简体   繁体   中英

Binary serialization in C# (really, WYSIWYG serialization)

(for WYSIWYG I mean that I decide WHAT is written and HOW it's written, and not someone at Microsoft or at Google) (OK... Technically I don't decide anything... Someone that programmed some years ago decided, and I can only ask how much high I have to jump)

I feel a little stupid today, but I've already lost two hours looking for the solution :-(.

Now...

I have a binary protocol. It's C based, so it's like looking at a C struct where the endianness of the machine is defined (and luckily it's the same as the "local" endianness), the size of the various types are defined, the data structure alignment is defined, the layout of the struct is defined, the strings are fixed arrays of chars in a know encoding... Everything is defined! And everything is very similar to a C# unsafe struct when you are using [(LayoutKind.Explicit)] and you are not very picky about using the fixed modifier for arrays. Now I need to serialize/deserialize it in C#... I've looked around but I wasn't able to find anything... What have I missed? Before you ask, I know of BinaryFormatter , but it isn't WYSIWYG enough for me... BinaryFormatter implements its formatting language. Yeah, I know of BitConverter (and of the fact that it doesn't implement the converters for big-endian), but it isn't a "complete" solution. It's only the "base" instrument. And I know of BinaryWriter / BinaryReader , but they don't seem to support arrays that aren't byte[] or char[] and they don't seem to be able to "pad" an array on write (you have a 5 elements byte[] array and you need to write it as a 10 elements byte[] array because the format you are using requires it... You have to write lines of code to do this)

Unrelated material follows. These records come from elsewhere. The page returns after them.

//! Cycle aggregate - one instance of the recurring chore.
//!
//! A Cycle runs from creation to completion or deletion. The store owns the
//! record's lifetime; the gateway refs it carries are weak handles into
//! systems that own their own side-state.

use crate::domain::foundation::{CycleId, NotificationRef, ReminderRef, Timestamp};

use super::CycleStatus;

/// The Cycle aggregate root.
#[derive(Debug, Clone, PartialEq, Eq)]
pub struct Cycle {
    id: CycleId,
    created_at: Timestamp,
    scheduled_at: Timestamp,
    completed_at: Option<Timestamp>,
    notification_ref: Option<NotificationRef>,
    reminder_ref: Option<ReminderRef>,
}

impl Cycle {
    /// Creates a new scheduled cycle.
    pub fn new(
        created_at: Timestamp,
        scheduled_at: Timestamp,
        notification_ref: Option<NotificationRef>,
        reminder_ref: Option<ReminderRef>,
    ) -> Self {
        Self {
            id: CycleId::new(),
            created_at,
            scheduled_at,
            completed_at: None,
            notification_ref,
            reminder_ref,
        }
    }

    /// Reconstitutes a cycle from persisted data.
    ///
    /// Used by store implementations to rebuild domain objects from
    /// records; assigns no new identifier.
    pub fn reconstitute(
        id: CycleId,
        created_at: Timestamp,
        scheduled_at: Timestamp,
        completed_at: Option<Timestamp>,
        notification_ref: Option<NotificationRef>,
        reminder_ref: Option<ReminderRef>,
    ) -> Self {
        Self {
            id,
            created_at,
            scheduled_at,
            completed_at,
            notification_ref,
            reminder_ref,
        }
    }

    // ───────────────────────────────────────────────────────────────
    // Accessors
    // ───────────────────────────────────────────────────────────────

    /// Returns the cycle ID.
    pub fn id(&self) -> CycleId {
        self.id
    }

    /// Returns when this cycle was created.
    pub fn created_at(&self) -> Timestamp {
        self.created_at
    }

    /// Returns when the chore is due.
    pub fn scheduled_at(&self) -> Timestamp {
        self.scheduled_at
    }

    /// Returns when the chore was done, if it has been.
    pub fn completed_at(&self) -> Option<Timestamp> {
        self.completed_at
    }

    /// Returns the linked notification handle, if any.
    pub fn notification_ref(&self) -> Option<&NotificationRef> {
        self.notification_ref.as_ref()
    }

    /// Returns the linked reminder handle, if any.
    pub fn reminder_ref(&self) -> Option<&ReminderRef> {
        self.reminder_ref.as_ref()
    }

    /// Returns true once a completion date is recorded.
    pub fn is_complete(&self) -> bool {
        self.completed_at.is_some()
    }

    /// Classifies this cycle relative to `now`.
    pub fn status(&self, now: Timestamp) -> CycleStatus {
        CycleStatus::classify(now, self.scheduled_at, self.completed_at)
    }

    // ───────────────────────────────────────────────────────────────
    // Mutations
    // ───────────────────────────────────────────────────────────────

    /// Records the completion date.
    pub fn mark_complete(&mut self, completed_at: Timestamp) {
        self.completed_at = Some(completed_at);
    }

    /// Points this cycle at a newly scheduled notification.
    ///
    /// Used when a "remind me tomorrow" action replaces the fired alert.
    pub fn relink_notification(&mut self, reference: NotificationRef) {
        self.notification_ref = Some(reference);
    }
}

#[cfg(test)]
mod tests {
    use super::*;

    fn scheduled_cycle() -> Cycle {
        let created_at = Timestamp::from_unix_secs(1_700_000_000);
        Cycle::new(created_at, created_at.plus_secs(2 * 86_400), None, None)
    }

    #[test]
    fn new_cycle_is_not_complete() {
        let cycle = scheduled_cycle();
        assert!(!cycle.is_complete());
        assert!(cycle.completed_at().is_none());
    }

    #[test]
    fn new_cycle_assigns_unique_ids() {
        assert_ne!(scheduled_cycle().id(), scheduled_cycle().id());
    }

    #[test]
    fn new_cycle_carries_channel_refs() {
        let created_at = Timestamp::from_unix_secs(1_700_000_000);
        let cycle = Cycle::new(
            created_at,
            created_at.plus_secs(86_400),
            Some(NotificationRef::new("n-1")),
            Some(ReminderRef::new("r-1")),
        );

        assert_eq!(cycle.notification_ref().unwrap().as_str(), "n-1");
        assert_eq!(cycle.reminder_ref().unwrap().as_str(), "r-1");
    }

    #[test]
    fn mark_complete_records_date() {
        let mut cycle = scheduled_cycle();
        let done = cycle.scheduled_at().plus_secs(100);

        cycle.mark_complete(done);

        assert!(cycle.is_complete());
        assert_eq!(cycle.completed_at(), Some(done));
        assert_eq!(cycle.status(done), CycleStatus::Completed);
    }

    #[test]
    fn relink_notification_replaces_handle() {
        let mut cycle = scheduled_cycle();
        assert!(cycle.notification_ref().is_none());

        cycle.relink_notification(NotificationRef::new("n-2"));

        assert_eq!(cycle.notification_ref().unwrap().as_str(), "n-2");
    }

    #[test]
    fn reconstitute_preserves_all_fields() {
        let id = CycleId::new();
        let created_at = Timestamp::from_unix_secs(1_700_000_000);
        let scheduled_at = created_at.plus_secs(86_400);
        let completed_at = Some(scheduled_at.plus_secs(60));

        let cycle = Cycle::reconstitute(
            id,
            created_at,
            scheduled_at,
            completed_at,
            Some(NotificationRef::new("n-3")),
            None,
        );

        assert_eq!(cycle.id(), id);
        assert_eq!(cycle.created_at(), created_at);
        assert_eq!(cycle.scheduled_at(), scheduled_at);
        assert_eq!(cycle.completed_at(), completed_at);
        assert_eq!(cycle.notification_ref().unwrap().as_str(), "n-3");
        assert!(cycle.reminder_ref().is_none());
    }

    #[test]
    fn status_reflects_clock() {
        let cycle = scheduled_cycle();
        let due_at = cycle.scheduled_at();

        assert_eq!(
            cycle.status(due_at.plus_secs(-60)),
            CycleStatus::Scheduled
        );
        assert_eq!(cycle.status(due_at), CycleStatus::Due);
        assert_eq!(cycle.status(due_at.plus_secs(3600)), CycleStatus::Overdue);
    }
}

Plan B (but perhaps even Plan Z) is to create a shadow unsafe struct for each class, a IWysiwygSerializable interface with two methods ( Read and Write ) and implement the interface in every class (the write would populate the unsafe struct and write it in the output stream, the read would do the opposite) (or I could even do directly some tens of BitConverter in the Read and Write without using the struct , but for arrays it's a little more difficult)

Thanks!

I wrote a rather simple but extensible framework for declarative binary serialization. I've used it extensively in my job and always found that it saves a tremendous amount of effort:

binaryserializer.com

Don't use the BinaryFormatter. Instead use BinaryWriter and BinaryReader to write the exact bytes to disk that you want written to disk, in the exact order you want. If arrays aren't handled the way you like, then you'll just have to loop through the array yourself. To make that look cleaner, you could perhaps write an extension method to do the loop.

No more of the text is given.